▶ Exercise aim: First find the line with "while seg <" in the entries below, then set down exactly every line through the line with "Procs: 1, 4.", that line included.

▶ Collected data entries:
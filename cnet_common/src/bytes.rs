//! Byte quantities.
//!
//! [`ByteQuantity`] is the unit-carrying value used for every size in the
//! model: heap sizes, word sizes, segment spans and buffer capacities.
//! Arithmetic keeps the unit straight:
//!
//! | Expression | Result |
//! |---|---|
//! | `ByteQuantity + ByteQuantity` | `ByteQuantity` |
//! | `ByteQuantity - ByteQuantity` | `ByteQuantity` |
//! | `ByteQuantity * u64` | `ByteQuantity` |
//! | `ByteQuantity / ByteQuantity` | `f64` (dimensionless ratio) |
//! | `ByteQuantity / u64` | `ByteQuantity` (floor) |
//!
//! Whole-number quotients of two quantities are available through
//! [`ByteQuantity::div_floor`] and [`ByteQuantity::div_ceil`].

use std::fmt;
use std::iter::Sum;
use std::ops::{Add, AddAssign, Div, Mul, Sub};
use std::str::FromStr;

use serde::{Deserialize, Deserializer, Serialize};

use crate::error::{ModelError, ModelResult};

/// Binary units tried by [`ByteQuantity::format`], largest first.
const UNITS: [(u64, &str); 4] = [
    (1 << 40, "TiB"),
    (1 << 30, "GiB"),
    (1 << 20, "MiB"),
    (1 << 10, "KiB"),
];

/// A non-negative count of bytes.
#[derive(Debug, Clone, Copy, PartialEq, Eq, PartialOrd, Ord, Hash, Default, Serialize)]
#[serde(transparent)]
pub struct ByteQuantity(u64);

impl ByteQuantity {
    /// Zero bytes.
    pub const ZERO: Self = Self(0);

    /// Create a quantity of `bytes` bytes.
    #[inline]
    pub const fn new(bytes: u64) -> Self {
        Self(bytes)
    }

    /// Create a quantity from a bit count.
    ///
    /// # Errors
    ///
    /// Returns [`ModelError::InvalidBitCount`] if `bits` is not a multiple of 8.
    pub fn from_bit_count(bits: u64) -> ModelResult<Self> {
        if bits % 8 != 0 {
            return Err(ModelError::InvalidBitCount { bits });
        }
        Ok(Self(bits / 8))
    }

    /// Raw byte count.
    #[inline]
    pub const fn as_u64(self) -> u64 {
        self.0
    }

    /// Returns true for zero bytes.
    #[inline]
    pub const fn is_zero(self) -> bool {
        self.0 == 0
    }

    /// Number of whole `rhs` that fit in `self`.
    ///
    /// Panics if `rhs` is zero, as integer division does.
    #[inline]
    pub const fn div_floor(self, rhs: Self) -> u64 {
        self.0 / rhs.0
    }

    /// Number of `rhs` needed to cover `self`.
    ///
    /// Panics if `rhs` is zero, as integer division does.
    #[inline]
    pub const fn div_ceil(self, rhs: Self) -> u64 {
        self.0.div_ceil(rhs.0)
    }

    /// Subtraction that returns `None` instead of going negative.
    #[inline]
    pub fn checked_sub(self, rhs: Self) -> Option<Self> {
        self.0.checked_sub(rhs.0).map(Self)
    }

    /// Addition that returns `None` on overflow.
    #[inline]
    pub fn checked_add(self, rhs: Self) -> Option<Self> {
        self.0.checked_add(rhs.0).map(Self)
    }

    /// Scalar multiplication that returns `None` on overflow.
    #[inline]
    pub fn checked_mul(self, factor: u64) -> Option<Self> {
        self.0.checked_mul(factor).map(Self)
    }

    /// Scalar multiplication clamped at the largest representable quantity.
    #[inline]
    pub const fn saturating_mul(self, factor: u64) -> Self {
        Self(self.0.saturating_mul(factor))
    }

    /// Human-readable rendering in the largest binary unit whose magnitude is
    /// at least one.
    ///
    /// Unit forms print `precision` decimals right-aligned in
    /// `max(width - 4, 1)` columns followed by the unit. Quantities below one
    /// KiB print as an integer right-aligned in `max(width - 6, 1)` columns
    /// followed by `bytes`. Either way the result is `width` columns wide when
    /// the number fits.
    ///
    /// ```
    /// use cnet_common::bytes::ByteQuantity;
    ///
    /// assert_eq!(ByteQuantity::new(1536).format(1, 1), "1.5 KiB");
    /// assert_eq!(ByteQuantity::new(10).format(1, 1), "10 bytes");
    /// assert_eq!(ByteQuantity::new(4096).format(8, 1), " 4.0 KiB");
    /// ```
    pub fn format(&self, width: usize, precision: usize) -> String {
        for (scale, unit) in UNITS {
            if self.0 >= scale {
                let width = width.saturating_sub(4).max(1);
                let magnitude = self.0 as f64 / scale as f64;
                return format!("{magnitude:>width$.precision$} {unit}");
            }
        }
        let width = width.saturating_sub(6).max(1);
        format!("{:>width$} bytes", self.0)
    }
}

/// Forwards the formatter's width and precision to [`ByteQuantity::format`],
/// defaulting to width 1 and precision 1: `{}` gives `1.5 KiB`, `{:8}` pads,
/// `{:.0}` drops the decimals.
impl fmt::Display for ByteQuantity {
    fn fmt(&self, f: &mut fmt::Formatter<'_>) -> fmt::Result {
        let text = self.format(f.width().unwrap_or(1), f.precision().unwrap_or(1));
        f.write_str(&text)
    }
}

// ─── Arithmetic ─────────────────────────────────────────────────────

impl Add for ByteQuantity {
    type Output = Self;

    #[inline]
    fn add(self, rhs: Self) -> Self {
        Self(self.0 + rhs.0)
    }
}

impl AddAssign for ByteQuantity {
    #[inline]
    fn add_assign(&mut self, rhs: Self) {
        self.0 += rhs.0;
    }
}

/// Panics on underflow in debug builds, as integer subtraction does. Use
/// [`ByteQuantity::checked_sub`] when the result may go negative.
impl Sub for ByteQuantity {
    type Output = Self;

    #[inline]
    fn sub(self, rhs: Self) -> Self {
        Self(self.0 - rhs.0)
    }
}

impl Mul<u64> for ByteQuantity {
    type Output = Self;

    #[inline]
    fn mul(self, rhs: u64) -> Self {
        Self(self.0 * rhs)
    }
}

impl Mul<ByteQuantity> for u64 {
    type Output = ByteQuantity;

    #[inline]
    fn mul(self, rhs: ByteQuantity) -> ByteQuantity {
        rhs * self
    }
}

impl Div for ByteQuantity {
    type Output = f64;

    #[inline]
    fn div(self, rhs: Self) -> f64 {
        self.0 as f64 / rhs.0 as f64
    }
}

impl Div<u64> for ByteQuantity {
    type Output = Self;

    #[inline]
    fn div(self, rhs: u64) -> Self {
        Self(self.0 / rhs)
    }
}

impl Sum for ByteQuantity {
    fn sum<I: Iterator<Item = Self>>(iter: I) -> Self {
        iter.fold(Self::ZERO, Add::add)
    }
}

impl<'a> Sum<&'a ByteQuantity> for ByteQuantity {
    fn sum<I: Iterator<Item = &'a Self>>(iter: I) -> Self {
        iter.copied().sum()
    }
}

// ─── Parsing ────────────────────────────────────────────────────────

/// Parses `"4096"`, `"4096 bytes"`, `"4 KiB"`, `"32MiB"`, `"1.5 GiB"`.
///
/// Only binary units are accepted and the result must be a whole number of
/// bytes.
impl FromStr for ByteQuantity {
    type Err = ModelError;

    fn from_str(s: &str) -> Result<Self, Self::Err> {
        let invalid = |reason: &str| ModelError::InvalidByteQuantity {
            input: s.to_string(),
            reason: reason.to_string(),
        };

        let text = s.trim();
        let split = text
            .find(|c: char| c.is_ascii_alphabetic())
            .unwrap_or(text.len());
        let (number, unit) = (text[..split].trim(), text[split..].trim());
        if number.is_empty() {
            return Err(invalid("missing number"));
        }

        let scale = match unit.to_ascii_lowercase().as_str() {
            "" | "b" | "byte" | "bytes" => 1,
            "kib" => 1 << 10,
            "mib" => 1 << 20,
            "gib" => 1 << 30,
            "tib" => 1 << 40,
            _ => return Err(invalid("unknown unit (expected bytes, KiB, MiB, GiB or TiB)")),
        };

        if let Ok(whole) = number.parse::<u64>() {
            return whole
                .checked_mul(scale)
                .map(Self)
                .ok_or_else(|| invalid("too large"));
        }

        let value: f64 = number.parse().map_err(|_| invalid("not a number"))?;
        let bytes = value * scale as f64;
        if !bytes.is_finite() || bytes < 0.0 {
            return Err(invalid("must be a non-negative finite size"));
        }
        if bytes.fract() != 0.0 {
            return Err(invalid("not a whole number of bytes"));
        }
        if bytes >= u64::MAX as f64 {
            return Err(invalid("too large"));
        }
        Ok(Self(bytes as u64))
    }
}

/// Accepts either a plain integer byte count or a string understood by
/// [`FromStr`], so TOML can say `heap = 1073741824` or `heap = "1 GiB"`.
impl<'de> Deserialize<'de> for ByteQuantity {
    fn deserialize<D: Deserializer<'de>>(deserializer: D) -> Result<Self, D::Error> {
        #[derive(Deserialize)]
        #[serde(untagged)]
        enum Repr {
            Bytes(u64),
            Text(String),
        }

        match Repr::deserialize(deserializer)? {
            Repr::Bytes(bytes) => Ok(Self(bytes)),
            Repr::Text(text) => text.parse().map_err(serde::de::Error::custom),
        }
    }
}
//! Layer planning: matching heap segmentation to processor grouping.
//!
//! The heap dimension and the processor dimension are sized independently:
//! heap segments grow by `fan_out` from the mark region up to the whole heap,
//! processor spans grow by `fan_in` from a single processor up to all of
//! them. The two sequences are then aligned to the same length so that every
//! layer of the network gets exactly one (segment, span) pairing.
//!
//! ```text
//! index 0        largest segment,  span 1          (per-processor, coarse)
//!   ...
//! index L-1      mark region,      span >= P       (shared, heap-local)
//! ```

use cnet_common::bytes::ByteQuantity;
use cnet_common::error::{ModelError, ModelResult};
use cnet_common::system::Config;
use tracing::debug;

/// Geometry of one planned layer.
#[derive(Debug, Clone, Copy, PartialEq, Eq)]
pub struct LayerPlan {
    /// Heap span covered by one buffer.
    pub seg_bytes: ByteQuantity,
    /// Processors sharing one buffer.
    pub p_span: u64,
}

/// Plan the (segment, span) pairs of a network, root first.
///
/// The result has `max(ceil(log_fan_out(heap / mark_region)), ceil(log_fan_in(P))) + 1`
/// entries. Segment sizes are non-increasing and spans non-decreasing along
/// it; the last entry covers exactly `mark_region_bytes`.
///
/// # Errors
///
/// - `ModelError::InvalidFanFactor` if `fan_out` or `fan_in` is below 2
/// - `ModelError::InvalidMarkRegion` if `mark_region_bytes` is zero
pub fn bidi_fan(
    config: &Config,
    mark_region_bytes: ByteQuantity,
    fan_out: u64,
    fan_in: u64,
) -> ModelResult<Vec<LayerPlan>> {
    if fan_out < 2 || fan_in < 2 {
        return Err(ModelError::InvalidFanFactor { fan_out, fan_in });
    }
    if mark_region_bytes.is_zero() {
        return Err(ModelError::InvalidMarkRegion);
    }

    // Bottom up: heap segmentation.
    let mut seg = mark_region_bytes;
    let mut segs = vec![seg];
    while seg < config.heap_bytes() {
        seg = seg.saturating_mul(fan_out);
        segs.push(seg);
    }

    // Top down: processor fan-in.
    let mut span = 1u64;
    let mut spans = vec![span];
    while span < config.num_processors() {
        span = span.saturating_mul(fan_in);
        spans.push(span);
    }

    let len = segs.len().max(spans.len());
    segs.resize(len, seg);
    spans.resize(len, span);
    segs.reverse();

    let plan: Vec<LayerPlan> = segs
        .into_iter()
        .zip(spans)
        .map(|(seg_bytes, p_span)| LayerPlan { seg_bytes, p_span })
        .collect();

    for (idx, layer) in plan.iter().enumerate() {
        debug!(
            "layer {}: {} segments, span {}",
            idx, layer.seg_bytes, layer.p_span
        );
    }

    Ok(plan)
}

#[cfg(test)]
mod tests {
    use super::*;
    use cnet_common::consts::{GIB, MIB};

    fn plan(heap: ByteQuantity, procs: u64, mark: ByteQuantity, fo: u64, fi: u64) -> Vec<LayerPlan> {
        let config = Config::new(heap, procs).unwrap();
        bidi_fan(&config, mark, fo, fi).unwrap()
    }

    fn pairs(plan: &[LayerPlan]) -> Vec<(u64, u64)> {
        plan.iter()
            .map(|l| (l.seg_bytes.as_u64() >> 20, l.p_span))
            .collect()
    }

    #[test]
    fn pairing_for_one_gib_eight_procs() {
        // Heap: 32, 128, 512, 2048 MiB. Procs: 1, 2, 4, 8.
        let plan = plan(GIB, 8, 32 * MIB, 4, 2);
        assert_eq!(
            pairs(&plan),
            vec![(2048, 1), (512, 2), (128, 4), (32, 8)]
        );
    }

    #[test]
    fn shorter_processor_sequence_is_padded() {
        // Heap: 32, 512, 8192 MiB. Procs: 1, 4.
        let plan = plan(GIB, 2, 32 * MIB, 16, 4);
        assert_eq!(pairs(&plan), vec![(8192, 1), (512, 4), (32, 4)]);
    }

    #[test]
    fn shorter_heap_sequence_is_padded() {
        // Heap: 32, 64 MiB. Procs: 1, 2, 4, 8, 16.
        let plan = plan(64 * MIB, 16, 32 * MIB, 2, 2);
        assert_eq!(
            pairs(&plan),
            vec![(64, 1), (64, 2), (64, 4), (64, 8), (32, 16)]
        );
    }

    #[test]
    fn mark_region_covering_heap_gives_single_layer() {
        let plan = plan(32 * MIB, 1, 32 * MIB, 16, 4);
        assert_eq!(pairs(&plan), vec![(32, 1)]);
    }

    #[test]
    fn fan_factor_below_two_rejected() {
        let config = Config::new(GIB, 8).unwrap();
        assert_eq!(
            bidi_fan(&config, MIB, 1, 4),
            Err(ModelError::InvalidFanFactor { fan_out: 1, fan_in: 4 })
        );
        assert_eq!(
            bidi_fan(&config, MIB, 16, 1),
            Err(ModelError::InvalidFanFactor { fan_out: 16, fan_in: 1 })
        );
        assert!(bidi_fan(&config, MIB, 0, 0).is_err());
    }

    #[test]
    fn zero_mark_region_rejected() {
        let config = Config::new(GIB, 8).unwrap();
        assert_eq!(
            bidi_fan(&config, ByteQuantity::ZERO, 16, 4),
            Err(ModelError::InvalidMarkRegion)
        );
    }

    #[test]
    fn huge_fan_factors_saturate() {
        let config = Config::new(ByteQuantity::new(u64::MAX), u64::MAX).unwrap();
        let plan = bidi_fan(&config, ByteQuantity::new(1 << 40), u64::MAX, u64::MAX).unwrap();
        assert_eq!(plan.len(), 2);
        assert_eq!(plan[0].seg_bytes, ByteQuantity::new(u64::MAX));
        assert_eq!(plan[1].p_span, u64::MAX);
    }
}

▶ Result of this task:
    while seg < config.heap_bytes() {
        seg = seg.saturating_mul(fan_out);
        segs.push(seg);
    }

    // Top down: processor fan-in.
    let mut span = 1u64;
    let mut spans = vec![span];
    while span < config.num_processors() {
        span = span.saturating_mul(fan_in);
        spans.push(span);
    }

    let len = segs.len().max(spans.len());
    segs.resize(len, seg);
    spans.resize(len, span);
    segs.reverse();

    let plan: Vec<LayerPlan> = segs
        .into_iter()
        .zip(spans)
        .map(|(seg_bytes, p_span)| LayerPlan { seg_bytes, p_span })
        .collect();

    for (idx, layer) in plan.iter().enumerate() {
        debug!(
            "layer {}: {} segments, span {}",
            idx, layer.seg_bytes, layer.p_span
        );
    }

    Ok(plan)
}

#[cfg(test)]
mod tests {
    use super::*;
    use cnet_common::consts::{GIB, MIB};

    fn plan(heap: ByteQuantity, procs: u64, mark: ByteQuantity, fo: u64, fi: u64) -> Vec<LayerPlan> {
        let config = Config::new(heap, procs).unwrap();
        bidi_fan(&config, mark, fo, fi).unwrap()
    }

    fn pairs(plan: &[LayerPlan]) -> Vec<(u64, u64)> {
        plan.iter()
            .map(|l| (l.seg_bytes.as_u64() >> 20, l.p_span))
            .collect()
    }

    #[test]
    fn pairing_for_one_gib_eight_procs() {
        // Heap: 32, 128, 512, 2048 MiB. Procs: 1, 2, 4, 8.
        let plan = plan(GIB, 8, 32 * MIB, 4, 2);
        assert_eq!(
            pairs(&plan),
            vec![(2048, 1), (512, 2), (128, 4), (32, 8)]
        );
    }

    #[test]
    fn shorter_processor_sequence_is_padded() {
        // Heap: 32, 512, 8192 MiB. Procs: 1, 4.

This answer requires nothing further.